I sat with George on Wednesday, around 6 p.m., while he tried to think of more lists he could ask for.
Reporters don’t belong in their stories except in rare moments; this is one. It had taken me several days to piece together how Emily's and Edward’s families knew one another, and that Dan Obwamu had probably known them both. When I saw George again on Wednesday, Dan was on his way to Chiromo to see Edward’s family.
I told George how Dan had helped find Edward, and I asked if George wanted to meet him. When he said yes, we found Dan.
“Yes, I knew Emily,” Dan told George. “She was my friend. She was also in the CU.”
“You mean, she was in that room in the morning?” George asked.
“No, no, she was not in the prayers,” Dan said. “She was found in the hostel.”
George’s shoulders tugged backward, like a man who’s realized he’s about to slam into a wall or a door, a man who is moving faster than is wise and fights back, with his body, against the speed of the world.
“She was killed?” he asked.
“Yeah,” Dan said softly.
“So she was still sleeping?”
“Emily normally woke up very early in the morning,” Dan said. “So maybe she was preparing herself for prayers, or to get water.”

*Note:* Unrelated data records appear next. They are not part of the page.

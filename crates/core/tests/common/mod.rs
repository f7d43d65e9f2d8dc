//! Shared test helpers for `toolfence_core` integration tests.

#![allow(unreachable_pub)]

use toolfence_core::{Command, PipelineResult};
use toolfence_diagnostics::{Diagnostic, Severity};
use toolfence_profile::Profile;

// ─── Reply builders ─────────────────────────────────────────────────────────

/// Wrap `payload` in a standard fenced block.
#[allow(dead_code)]
pub fn block(payload: &str) -> String {
    format!("```tool_call\n{payload}\n```")
}

/// Join prose and blocks the way a model reply interleaves them.
#[allow(dead_code)]
pub fn reply(parts: &[&str]) -> String {
    parts.join("\n\n")
}

// ─── Result helpers ──────────────────────────────────────────────────────────

/// Actions of the emitted commands, in order.
#[allow(dead_code)]
pub fn actions(result: &PipelineResult) -> Vec<&str> {
    result.commands.iter().map(|c| c.action.as_str()).collect()
}

/// Diagnostic codes in result order.
#[allow(dead_code)]
pub fn diag_codes(result: &PipelineResult) -> Vec<String> {
    result.diagnostics.iter().map(|d| d.id.to_string()).collect()
}

/// Find first diagnostic with the given code.
#[allow(dead_code)]
pub fn find_diag<'a>(issues: &'a [Diagnostic], code: &str) -> &'a Diagnostic {
    issues
        .iter()
        .find(|d| &*d.id == code)
        .unwrap_or_else(|| panic!("expected diagnostic {code}, got {issues:#?}"))
}

/// The only command of `result`.
#[allow(dead_code)]
pub fn single_command(result: &PipelineResult) -> &Command {
    assert_eq!(
        result.commands.len(),
        1,
        "expected one command, got {:#?}",
        result.commands
    );
    &result.commands[0]
}

// ─── Severity helpers ────────────────────────────────────────────────────────

#[allow(dead_code)]
pub fn count_severity(result: &PipelineResult, severity: Severity) -> usize {
    result
        .diagnostics
        .iter()
        .filter(|d| d.severity == severity)
        .count()
}

// ─── Profile fixture helpers ─────────────────────────────────────────────────

#[allow(dead_code)]
pub fn profile_from_json(json: &str) -> Profile {
    toolfence_profile::load_profile_from_str(json).expect("invalid profile JSON in test fixture")
}
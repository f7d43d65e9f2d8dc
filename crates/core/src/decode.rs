//! Encoding normalizer: detects and reverses double-encoding.
//!
//! A reply that was itself JSON-string-encoded before reaching the pipeline
//! carries its structure as escape sequences: `\n` instead of line breaks,
//! `\"` instead of quotes. This stage is best-effort and never fails; when
//! the evidence is ambiguous the text is left untouched.

use crate::scan::find_marker;

/// Whether `text` contains a `"` that is not preceded by an odd run of
/// backslashes.
pub fn has_unescaped_quote(text: &str) -> bool {
    let mut backslashes = 0usize;
    for b in text.bytes() {
        if b == b'\\' {
            backslashes += 1;
            continue;
        }
        if b == b'"' && backslashes % 2 == 0 {
            return true;
        }
        backslashes = 0;
    }
    false
}

/// Whether a block interior looks double-encoded: it contains the
/// two-character sequence backslash + `n` and no structural quote.
pub fn is_double_encoded(text: &str) -> bool {
    text.contains("\\n") && !has_unescaped_quote(text)
}

/// Reverse one level of string escaping in a single left-to-right pass.
///
/// Recognises `\n`, `\r`, `\t`, `\"`, `\\`, and `\/`. Any other escape, and
/// a trailing lone backslash, is copied through verbatim. Because each
/// backslash is consumed together with the character it escapes, output
/// produced by one replacement is never re-read as input to another.
pub fn unescape_once(text: &str) -> String {
    let mut out = String::with_capacity(text.len());
    let mut chars = text.chars();
    while let Some(c) = chars.next() {
        if c != '\\' {
            out.push(c);
            continue;
        }
        match chars.next() {
            Some('n') => out.push('\n'),
            Some('r') => out.push('\r'),
            Some('t') => out.push('\t'),
            Some('"') => out.push('"'),
            Some('\\') => out.push('\\'),
            Some('/') => out.push('/'),
            Some(other) => {
                out.push('\\');
                out.push(other);
            }
            None => out.push('\\'),
        }
    }
    out
}

/// Normalize a block interior. Returns the unescaped text when the interior
/// is double-encoded, `None` when it should be used as-is.
pub fn normalize_encoding(text: &str) -> Option<String> {
    is_double_encoded(text).then(|| unescape_once(text))
}

/// Decode a whole reply that arrived double-encoded.
///
/// Two shapes are recognised:
/// - the trimmed reply is a complete JSON string literal whose decoded
///   text contains an opening marker (it is decoded with a real JSON
///   parser, so malformed literals are left alone);
/// - the reply has no real line breaks, contains an opening marker and
///   escaped line breaks, and has no structural quotes.
///
/// Returns `None` when the reply should be scanned as-is.
pub fn unwrap_document(input: &str) -> Option<String> {
    let trimmed = input.trim();
    if trimmed.len() >= 2
        && trimmed.starts_with('"')
        && trimmed.ends_with('"')
        && let Ok(decoded) = serde_json::from_str::<String>(trimmed)
        && find_marker(&decoded, 0).is_some()
    {
        return Some(decoded);
    }
    let single_line = !input.contains('\n');
    if single_line && find_marker(input, 0).is_some() && is_double_encoded(input) {
        return Some(unescape_once(input));
    }
    None
}
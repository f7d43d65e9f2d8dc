//! CLI tests for the `toolfence explain` subcommand.

use std::process::Command;

use assert_cmd::cargo;

fn toolfence_cmd() -> Command {
    Command::new(cargo::cargo_bin!("toolfence"))
}

#[test]
fn explain_known_code_json_returns_explanation() {
    let output = toolfence_cmd()
        .args(["explain", "TF2002", "--output", "json"])
        .output()
        .expect("run explain command");

    assert!(output.status.success());
    let stdout = String::from_utf8_lossy(&output.stdout);
    let json: serde_json::Value = serde_json::from_str(&stdout).expect("valid json");
    assert_eq!(json["id"], "TF2002");
    assert_eq!(json["severity"], "error");
    let explanation = json["explanation"].as_str().expect("explanation string");
    assert!(
        explanation.contains("could not be deserialized as JSON"),
        "unexpected explanation: {explanation}"
    );
}

#[test]
fn explain_unknown_code_json_returns_null_explanation() {
    let output = toolfence_cmd()
        .args(["explain", "TF9999", "--output", "json"])
        .output()
        .expect("run explain command");

    assert!(output.status.success());
    let stdout = String::from_utf8_lossy(&output.stdout);
    let json: serde_json::Value = serde_json::from_str(&stdout).expect("valid json");
    assert_eq!(json["id"], "TF9999");
    assert!(json["explanation"].is_null());
    assert!(json["severity"].is_null());
}

#[test]
fn explain_pretty_shows_human_readable_text() {
    let output = toolfence_cmd()
        .args(["explain", "TF3101", "--output", "pretty"])
        .output()
        .expect("run explain command");

    assert!(output.status.success());
    let stdout = String::from_utf8_lossy(&output.stdout);
    assert!(stdout.contains("TF3101"), "unexpected output: {stdout}");
    assert!(
        stdout.contains("rewritten to a project-relative path"),
        "unexpected output: {stdout}"
    );
}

George went quiet, and Dan stood silently with him for a moment. But Dan had other families to find too.
“Are we finished then?” Dan asked gently.
George nodded. They spoke briefly in Kiswahili, and Dan walked away.
“Now,” George said. “Now I am sure. Emily was killed. Since I have been coming here, I thought Emily was alive. But he — he is the very, very person who knows.”
And now George knows too. He knows that Emily is right where everyone had asked him to believe that she was, in one of those crowded rooms in the mortuary behind him.
Now George isn’t looking for Emily anymore.
“Now it’s just looking for fingerprints,” he said.
It’s Thursday afternoon in Nairobi. Many bodies have finally been released to their families. There were prayers but not much pomp; the only government official who spoke was the man from the disaster task force, who advised the families to fight back against terrorists, should they encounter them on the way home.
The coffins are on their way home for burials; on Saturday, there will be funerals across Kenya.
But on Thursday afternoon, a full week after the attack, there are still 14 bodies whose families don’t know them. One of them, probably, is Emily’s.
And her brother George is still waiting — grateful to know, without doubt or hope, what it is he is waiting for.